Using the records below, output the stretch that opens with the line containing "assert!(!a.overlaps(&TimeRange::new(t(10, 0), t(11, 0))));" and closes with the line containing "let err = s.validate().unwrap_err();", exactly and including both lines, with nothing more.

Stored items:
------------------------
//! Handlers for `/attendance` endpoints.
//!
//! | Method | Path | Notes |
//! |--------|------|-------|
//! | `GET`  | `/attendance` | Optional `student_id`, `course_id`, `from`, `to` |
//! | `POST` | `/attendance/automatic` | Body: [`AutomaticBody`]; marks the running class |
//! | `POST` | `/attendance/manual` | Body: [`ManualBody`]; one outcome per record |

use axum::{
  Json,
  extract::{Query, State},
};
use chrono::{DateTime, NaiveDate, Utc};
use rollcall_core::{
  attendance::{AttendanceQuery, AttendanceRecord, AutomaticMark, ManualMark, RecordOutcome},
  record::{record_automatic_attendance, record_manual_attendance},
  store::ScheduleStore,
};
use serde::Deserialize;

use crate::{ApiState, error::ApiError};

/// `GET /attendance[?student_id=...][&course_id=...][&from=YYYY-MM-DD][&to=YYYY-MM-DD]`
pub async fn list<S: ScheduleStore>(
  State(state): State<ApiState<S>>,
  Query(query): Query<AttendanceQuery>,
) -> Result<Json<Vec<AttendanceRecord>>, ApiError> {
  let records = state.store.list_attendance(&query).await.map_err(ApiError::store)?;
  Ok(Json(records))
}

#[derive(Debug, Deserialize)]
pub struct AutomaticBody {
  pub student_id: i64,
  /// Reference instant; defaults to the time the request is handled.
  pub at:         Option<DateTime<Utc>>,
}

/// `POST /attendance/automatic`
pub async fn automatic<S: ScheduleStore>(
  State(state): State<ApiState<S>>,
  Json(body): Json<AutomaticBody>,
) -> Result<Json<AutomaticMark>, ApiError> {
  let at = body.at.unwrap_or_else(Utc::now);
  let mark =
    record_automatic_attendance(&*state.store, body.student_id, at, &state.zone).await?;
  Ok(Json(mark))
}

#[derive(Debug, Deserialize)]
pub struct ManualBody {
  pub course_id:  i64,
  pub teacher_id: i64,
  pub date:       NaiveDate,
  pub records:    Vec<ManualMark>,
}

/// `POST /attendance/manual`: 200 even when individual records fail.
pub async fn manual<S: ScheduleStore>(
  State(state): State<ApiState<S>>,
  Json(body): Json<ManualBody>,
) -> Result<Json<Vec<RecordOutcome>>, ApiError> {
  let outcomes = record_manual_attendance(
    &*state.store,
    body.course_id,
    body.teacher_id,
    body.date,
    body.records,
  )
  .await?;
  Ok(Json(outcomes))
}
------------------------
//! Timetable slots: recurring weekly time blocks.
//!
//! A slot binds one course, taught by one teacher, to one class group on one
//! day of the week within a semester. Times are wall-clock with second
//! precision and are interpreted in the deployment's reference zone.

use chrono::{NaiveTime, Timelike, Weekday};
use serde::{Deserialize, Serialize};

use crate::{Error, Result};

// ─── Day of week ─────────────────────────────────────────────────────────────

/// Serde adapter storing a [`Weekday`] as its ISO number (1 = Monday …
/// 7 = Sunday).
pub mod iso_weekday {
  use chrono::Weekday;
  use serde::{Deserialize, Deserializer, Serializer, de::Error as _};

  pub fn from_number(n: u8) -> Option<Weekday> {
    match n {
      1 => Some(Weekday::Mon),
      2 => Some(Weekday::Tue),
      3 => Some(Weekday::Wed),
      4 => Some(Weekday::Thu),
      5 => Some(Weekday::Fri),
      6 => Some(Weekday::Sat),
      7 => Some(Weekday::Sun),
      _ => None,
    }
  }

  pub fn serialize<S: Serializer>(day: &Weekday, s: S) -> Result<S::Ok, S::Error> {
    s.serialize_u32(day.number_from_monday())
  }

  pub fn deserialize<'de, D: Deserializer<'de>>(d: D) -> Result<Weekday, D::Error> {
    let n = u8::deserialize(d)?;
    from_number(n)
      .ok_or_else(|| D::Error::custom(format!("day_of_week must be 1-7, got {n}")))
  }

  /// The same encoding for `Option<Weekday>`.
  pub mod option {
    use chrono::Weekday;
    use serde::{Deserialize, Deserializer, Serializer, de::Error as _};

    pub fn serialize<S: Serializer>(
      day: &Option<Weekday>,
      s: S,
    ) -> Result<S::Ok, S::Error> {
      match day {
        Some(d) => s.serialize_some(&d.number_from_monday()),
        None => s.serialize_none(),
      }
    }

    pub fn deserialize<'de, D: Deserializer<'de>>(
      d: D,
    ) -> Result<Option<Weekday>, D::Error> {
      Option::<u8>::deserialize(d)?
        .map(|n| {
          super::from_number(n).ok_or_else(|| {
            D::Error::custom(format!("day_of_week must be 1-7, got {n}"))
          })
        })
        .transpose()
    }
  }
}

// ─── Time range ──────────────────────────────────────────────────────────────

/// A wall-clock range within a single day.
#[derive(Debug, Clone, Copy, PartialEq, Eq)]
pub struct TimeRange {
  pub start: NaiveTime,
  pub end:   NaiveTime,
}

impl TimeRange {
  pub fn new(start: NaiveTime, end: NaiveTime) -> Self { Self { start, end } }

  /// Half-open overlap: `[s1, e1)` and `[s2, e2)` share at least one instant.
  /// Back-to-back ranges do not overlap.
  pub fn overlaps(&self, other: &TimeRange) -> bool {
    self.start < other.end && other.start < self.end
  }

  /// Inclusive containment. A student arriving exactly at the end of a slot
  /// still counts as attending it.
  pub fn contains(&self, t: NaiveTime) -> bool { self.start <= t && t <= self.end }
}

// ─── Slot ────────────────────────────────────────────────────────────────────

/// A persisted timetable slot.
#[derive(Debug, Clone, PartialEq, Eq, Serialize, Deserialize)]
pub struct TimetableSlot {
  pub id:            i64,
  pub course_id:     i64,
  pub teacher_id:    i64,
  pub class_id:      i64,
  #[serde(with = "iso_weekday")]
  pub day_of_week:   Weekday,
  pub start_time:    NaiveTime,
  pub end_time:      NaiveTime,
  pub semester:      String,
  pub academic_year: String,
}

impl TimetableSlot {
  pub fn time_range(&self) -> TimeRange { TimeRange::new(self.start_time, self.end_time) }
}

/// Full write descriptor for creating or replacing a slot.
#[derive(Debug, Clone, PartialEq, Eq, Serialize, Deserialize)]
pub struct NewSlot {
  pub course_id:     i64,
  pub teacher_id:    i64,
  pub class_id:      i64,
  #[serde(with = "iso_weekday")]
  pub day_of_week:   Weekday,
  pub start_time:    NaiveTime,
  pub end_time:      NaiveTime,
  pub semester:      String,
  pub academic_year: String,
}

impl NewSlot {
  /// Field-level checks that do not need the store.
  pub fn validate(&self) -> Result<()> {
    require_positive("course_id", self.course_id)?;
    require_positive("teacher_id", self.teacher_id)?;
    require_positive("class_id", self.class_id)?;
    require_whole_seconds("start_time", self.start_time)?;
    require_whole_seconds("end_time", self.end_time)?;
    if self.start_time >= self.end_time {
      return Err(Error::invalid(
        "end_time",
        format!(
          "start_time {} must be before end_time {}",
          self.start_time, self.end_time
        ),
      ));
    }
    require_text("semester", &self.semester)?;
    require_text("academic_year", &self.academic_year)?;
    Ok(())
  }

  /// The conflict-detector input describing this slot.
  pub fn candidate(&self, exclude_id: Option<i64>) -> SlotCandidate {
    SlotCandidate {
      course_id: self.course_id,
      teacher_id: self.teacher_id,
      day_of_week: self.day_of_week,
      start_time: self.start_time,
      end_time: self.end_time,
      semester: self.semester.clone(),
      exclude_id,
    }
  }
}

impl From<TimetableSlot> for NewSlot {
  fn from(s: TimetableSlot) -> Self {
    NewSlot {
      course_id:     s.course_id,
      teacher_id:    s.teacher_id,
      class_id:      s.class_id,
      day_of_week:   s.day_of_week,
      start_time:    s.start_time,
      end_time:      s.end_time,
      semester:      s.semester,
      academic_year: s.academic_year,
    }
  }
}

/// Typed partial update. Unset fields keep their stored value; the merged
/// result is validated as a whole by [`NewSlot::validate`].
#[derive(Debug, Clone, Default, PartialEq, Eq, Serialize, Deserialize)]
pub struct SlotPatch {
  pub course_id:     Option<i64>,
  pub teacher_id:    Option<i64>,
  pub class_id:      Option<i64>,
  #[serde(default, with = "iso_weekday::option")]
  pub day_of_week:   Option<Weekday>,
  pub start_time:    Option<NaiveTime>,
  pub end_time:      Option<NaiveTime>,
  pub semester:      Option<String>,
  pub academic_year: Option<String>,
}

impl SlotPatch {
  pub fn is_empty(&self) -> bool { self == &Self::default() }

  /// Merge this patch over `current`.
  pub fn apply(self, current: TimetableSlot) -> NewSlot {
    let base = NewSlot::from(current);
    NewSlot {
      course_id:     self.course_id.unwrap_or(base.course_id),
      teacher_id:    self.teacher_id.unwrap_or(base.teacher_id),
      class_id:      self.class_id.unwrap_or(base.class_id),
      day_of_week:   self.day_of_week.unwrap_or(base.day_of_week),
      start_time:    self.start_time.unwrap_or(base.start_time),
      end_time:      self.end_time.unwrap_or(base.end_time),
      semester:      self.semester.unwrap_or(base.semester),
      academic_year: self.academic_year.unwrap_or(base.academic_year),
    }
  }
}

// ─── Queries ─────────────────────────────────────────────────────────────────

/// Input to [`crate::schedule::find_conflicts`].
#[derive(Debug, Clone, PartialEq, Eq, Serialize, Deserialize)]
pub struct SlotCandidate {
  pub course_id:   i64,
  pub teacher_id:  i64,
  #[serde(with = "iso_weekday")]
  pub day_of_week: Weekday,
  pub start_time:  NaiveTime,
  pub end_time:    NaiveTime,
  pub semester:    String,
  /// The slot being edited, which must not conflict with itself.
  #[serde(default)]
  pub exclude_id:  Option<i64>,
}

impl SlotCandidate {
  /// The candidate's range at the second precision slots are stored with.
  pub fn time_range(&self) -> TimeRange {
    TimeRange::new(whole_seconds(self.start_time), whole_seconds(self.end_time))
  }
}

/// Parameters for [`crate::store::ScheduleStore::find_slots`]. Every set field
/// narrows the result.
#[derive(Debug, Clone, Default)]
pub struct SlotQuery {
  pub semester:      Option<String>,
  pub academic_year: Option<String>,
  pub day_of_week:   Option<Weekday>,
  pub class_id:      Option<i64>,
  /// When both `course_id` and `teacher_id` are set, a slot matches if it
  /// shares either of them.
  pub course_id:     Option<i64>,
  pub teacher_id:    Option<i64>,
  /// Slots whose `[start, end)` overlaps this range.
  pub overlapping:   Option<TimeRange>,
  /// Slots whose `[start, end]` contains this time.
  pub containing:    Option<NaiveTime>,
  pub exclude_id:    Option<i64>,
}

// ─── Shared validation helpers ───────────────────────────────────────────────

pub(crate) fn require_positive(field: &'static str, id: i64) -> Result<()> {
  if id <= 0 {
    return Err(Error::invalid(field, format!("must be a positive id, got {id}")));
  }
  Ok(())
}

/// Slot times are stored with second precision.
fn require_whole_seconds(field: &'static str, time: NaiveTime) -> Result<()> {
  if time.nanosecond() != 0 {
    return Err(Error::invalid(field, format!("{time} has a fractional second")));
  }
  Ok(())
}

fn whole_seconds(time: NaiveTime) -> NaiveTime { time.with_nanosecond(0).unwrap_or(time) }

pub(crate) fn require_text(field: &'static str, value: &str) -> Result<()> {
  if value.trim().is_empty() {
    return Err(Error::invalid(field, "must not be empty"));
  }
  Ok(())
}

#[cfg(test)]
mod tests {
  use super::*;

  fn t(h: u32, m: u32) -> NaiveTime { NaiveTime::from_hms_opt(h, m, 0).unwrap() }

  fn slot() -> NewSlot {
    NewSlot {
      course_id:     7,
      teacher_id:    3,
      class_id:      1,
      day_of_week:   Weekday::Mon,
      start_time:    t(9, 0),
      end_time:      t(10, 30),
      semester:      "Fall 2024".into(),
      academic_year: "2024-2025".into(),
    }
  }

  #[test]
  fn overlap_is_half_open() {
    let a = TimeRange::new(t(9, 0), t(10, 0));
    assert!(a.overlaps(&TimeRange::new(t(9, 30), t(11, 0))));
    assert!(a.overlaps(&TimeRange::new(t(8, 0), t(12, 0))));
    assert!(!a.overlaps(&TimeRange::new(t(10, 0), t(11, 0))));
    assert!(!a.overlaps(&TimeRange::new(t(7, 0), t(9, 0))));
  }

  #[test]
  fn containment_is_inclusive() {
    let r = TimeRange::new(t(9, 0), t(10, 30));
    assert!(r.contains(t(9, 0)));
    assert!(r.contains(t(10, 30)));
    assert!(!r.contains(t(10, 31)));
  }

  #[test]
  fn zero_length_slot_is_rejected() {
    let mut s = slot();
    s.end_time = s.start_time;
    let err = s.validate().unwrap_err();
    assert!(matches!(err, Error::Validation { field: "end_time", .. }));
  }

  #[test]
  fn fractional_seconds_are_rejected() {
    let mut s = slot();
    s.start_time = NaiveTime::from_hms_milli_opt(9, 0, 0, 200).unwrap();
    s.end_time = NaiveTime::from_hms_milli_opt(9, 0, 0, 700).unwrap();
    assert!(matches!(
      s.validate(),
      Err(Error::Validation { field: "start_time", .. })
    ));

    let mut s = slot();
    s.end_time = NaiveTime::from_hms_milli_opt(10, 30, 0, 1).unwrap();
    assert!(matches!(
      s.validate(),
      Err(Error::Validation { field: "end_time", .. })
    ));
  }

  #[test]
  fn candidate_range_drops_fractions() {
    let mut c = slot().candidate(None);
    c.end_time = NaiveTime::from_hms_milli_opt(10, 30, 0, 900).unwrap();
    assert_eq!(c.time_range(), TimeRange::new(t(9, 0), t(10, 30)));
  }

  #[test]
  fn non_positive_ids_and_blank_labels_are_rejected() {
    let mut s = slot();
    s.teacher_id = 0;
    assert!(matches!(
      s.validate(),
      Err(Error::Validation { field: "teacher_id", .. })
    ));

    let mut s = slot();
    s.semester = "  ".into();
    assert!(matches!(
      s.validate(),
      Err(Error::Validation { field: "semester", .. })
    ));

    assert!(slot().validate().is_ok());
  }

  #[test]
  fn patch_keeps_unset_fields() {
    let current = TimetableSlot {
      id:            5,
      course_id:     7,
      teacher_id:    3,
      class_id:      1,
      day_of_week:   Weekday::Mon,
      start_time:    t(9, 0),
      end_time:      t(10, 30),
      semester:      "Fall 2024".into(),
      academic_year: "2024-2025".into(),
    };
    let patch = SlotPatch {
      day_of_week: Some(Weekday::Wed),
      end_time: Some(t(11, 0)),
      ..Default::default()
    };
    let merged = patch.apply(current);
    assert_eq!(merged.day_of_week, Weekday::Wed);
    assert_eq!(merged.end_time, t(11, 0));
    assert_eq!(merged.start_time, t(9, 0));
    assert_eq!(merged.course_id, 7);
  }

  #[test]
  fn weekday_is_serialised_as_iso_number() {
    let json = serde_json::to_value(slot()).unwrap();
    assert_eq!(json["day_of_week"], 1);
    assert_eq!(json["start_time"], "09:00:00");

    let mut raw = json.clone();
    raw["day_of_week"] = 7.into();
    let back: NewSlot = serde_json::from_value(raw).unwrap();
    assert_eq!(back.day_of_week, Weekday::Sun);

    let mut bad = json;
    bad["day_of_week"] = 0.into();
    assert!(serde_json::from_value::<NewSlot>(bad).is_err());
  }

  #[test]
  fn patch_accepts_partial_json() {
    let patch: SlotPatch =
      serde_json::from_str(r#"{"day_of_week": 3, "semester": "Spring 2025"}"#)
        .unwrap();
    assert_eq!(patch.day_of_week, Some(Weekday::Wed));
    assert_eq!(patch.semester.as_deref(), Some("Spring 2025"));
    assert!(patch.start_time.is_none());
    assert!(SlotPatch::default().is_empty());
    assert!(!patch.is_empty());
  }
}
------------------------
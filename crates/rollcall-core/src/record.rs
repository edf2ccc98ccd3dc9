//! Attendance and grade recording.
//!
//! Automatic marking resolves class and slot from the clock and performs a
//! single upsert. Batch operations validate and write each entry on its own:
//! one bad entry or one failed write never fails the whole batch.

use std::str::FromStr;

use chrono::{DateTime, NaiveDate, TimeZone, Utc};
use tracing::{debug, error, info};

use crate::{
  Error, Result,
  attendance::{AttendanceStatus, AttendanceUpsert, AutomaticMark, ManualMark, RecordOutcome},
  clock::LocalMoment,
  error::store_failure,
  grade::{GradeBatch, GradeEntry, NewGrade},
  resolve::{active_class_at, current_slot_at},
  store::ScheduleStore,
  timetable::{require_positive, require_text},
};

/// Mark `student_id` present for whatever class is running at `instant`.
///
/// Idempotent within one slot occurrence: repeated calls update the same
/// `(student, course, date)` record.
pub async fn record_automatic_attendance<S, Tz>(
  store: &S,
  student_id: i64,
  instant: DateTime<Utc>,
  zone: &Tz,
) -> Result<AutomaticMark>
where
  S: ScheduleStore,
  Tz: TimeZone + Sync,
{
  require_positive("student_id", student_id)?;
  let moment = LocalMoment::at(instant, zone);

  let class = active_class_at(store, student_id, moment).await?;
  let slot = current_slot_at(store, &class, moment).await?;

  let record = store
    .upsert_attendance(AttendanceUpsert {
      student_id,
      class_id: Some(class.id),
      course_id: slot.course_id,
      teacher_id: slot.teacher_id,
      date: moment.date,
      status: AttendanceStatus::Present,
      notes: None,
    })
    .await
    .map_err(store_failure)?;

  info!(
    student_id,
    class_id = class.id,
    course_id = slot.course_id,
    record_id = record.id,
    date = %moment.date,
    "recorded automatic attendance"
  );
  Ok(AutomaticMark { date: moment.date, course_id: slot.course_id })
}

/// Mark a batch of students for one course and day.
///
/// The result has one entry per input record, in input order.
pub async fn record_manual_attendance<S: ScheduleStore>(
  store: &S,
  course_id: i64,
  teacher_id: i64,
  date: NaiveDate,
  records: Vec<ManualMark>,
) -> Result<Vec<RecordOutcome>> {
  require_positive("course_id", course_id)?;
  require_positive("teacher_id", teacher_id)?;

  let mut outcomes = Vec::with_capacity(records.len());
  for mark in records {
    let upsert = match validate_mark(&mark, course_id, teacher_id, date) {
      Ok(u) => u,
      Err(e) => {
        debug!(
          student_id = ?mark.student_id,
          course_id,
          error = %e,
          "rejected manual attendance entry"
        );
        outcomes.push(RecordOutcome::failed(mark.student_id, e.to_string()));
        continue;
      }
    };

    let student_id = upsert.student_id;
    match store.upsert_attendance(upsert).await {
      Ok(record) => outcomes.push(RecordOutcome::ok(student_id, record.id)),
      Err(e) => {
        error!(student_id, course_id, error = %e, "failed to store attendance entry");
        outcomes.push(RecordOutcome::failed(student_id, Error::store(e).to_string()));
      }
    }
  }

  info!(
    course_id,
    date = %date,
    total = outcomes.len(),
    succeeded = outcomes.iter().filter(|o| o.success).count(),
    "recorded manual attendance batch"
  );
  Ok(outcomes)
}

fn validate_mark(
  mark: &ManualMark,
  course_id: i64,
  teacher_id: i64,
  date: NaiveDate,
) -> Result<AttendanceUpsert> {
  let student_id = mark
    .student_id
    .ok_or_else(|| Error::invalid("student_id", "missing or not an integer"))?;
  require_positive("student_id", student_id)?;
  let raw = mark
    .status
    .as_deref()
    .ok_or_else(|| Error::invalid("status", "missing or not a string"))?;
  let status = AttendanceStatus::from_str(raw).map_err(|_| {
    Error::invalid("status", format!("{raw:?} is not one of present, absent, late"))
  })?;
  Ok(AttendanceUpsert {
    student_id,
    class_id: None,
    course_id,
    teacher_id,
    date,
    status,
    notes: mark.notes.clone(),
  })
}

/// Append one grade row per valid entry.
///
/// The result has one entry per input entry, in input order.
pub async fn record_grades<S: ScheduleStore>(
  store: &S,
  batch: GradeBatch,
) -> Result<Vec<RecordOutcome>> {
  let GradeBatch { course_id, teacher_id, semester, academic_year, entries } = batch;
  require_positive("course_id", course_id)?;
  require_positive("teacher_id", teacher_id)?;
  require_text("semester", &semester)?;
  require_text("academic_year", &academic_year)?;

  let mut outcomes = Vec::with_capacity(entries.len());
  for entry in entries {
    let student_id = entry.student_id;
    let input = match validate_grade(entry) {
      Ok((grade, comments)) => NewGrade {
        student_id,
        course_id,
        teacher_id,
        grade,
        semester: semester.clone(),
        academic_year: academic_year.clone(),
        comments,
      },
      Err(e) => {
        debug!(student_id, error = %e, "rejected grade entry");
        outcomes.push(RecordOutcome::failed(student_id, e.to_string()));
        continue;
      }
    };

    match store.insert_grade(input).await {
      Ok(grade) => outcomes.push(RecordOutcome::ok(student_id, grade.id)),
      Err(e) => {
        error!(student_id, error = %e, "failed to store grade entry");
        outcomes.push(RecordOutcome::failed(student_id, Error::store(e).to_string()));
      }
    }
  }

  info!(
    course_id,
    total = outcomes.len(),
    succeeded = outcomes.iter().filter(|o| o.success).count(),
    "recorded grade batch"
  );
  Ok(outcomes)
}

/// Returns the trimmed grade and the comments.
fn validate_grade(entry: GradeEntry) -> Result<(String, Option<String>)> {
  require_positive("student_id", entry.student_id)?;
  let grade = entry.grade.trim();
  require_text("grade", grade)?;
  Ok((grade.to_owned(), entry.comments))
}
------------------------
§ Finished exercise
    assert!(!a.overlaps(&TimeRange::new(t(10, 0), t(11, 0))));
    assert!(!a.overlaps(&TimeRange::new(t(7, 0), t(9, 0))));
  }

  #[test]
  fn containment_is_inclusive() {
    let r = TimeRange::new(t(9, 0), t(10, 30));
    assert!(r.contains(t(9, 0)));
    assert!(r.contains(t(10, 30)));
    assert!(!r.contains(t(10, 31)));
  }

  #[test]
  fn zero_length_slot_is_rejected() {
    let mut s = slot();
    s.end_time = s.start_time;
    let err = s.validate().unwrap_err();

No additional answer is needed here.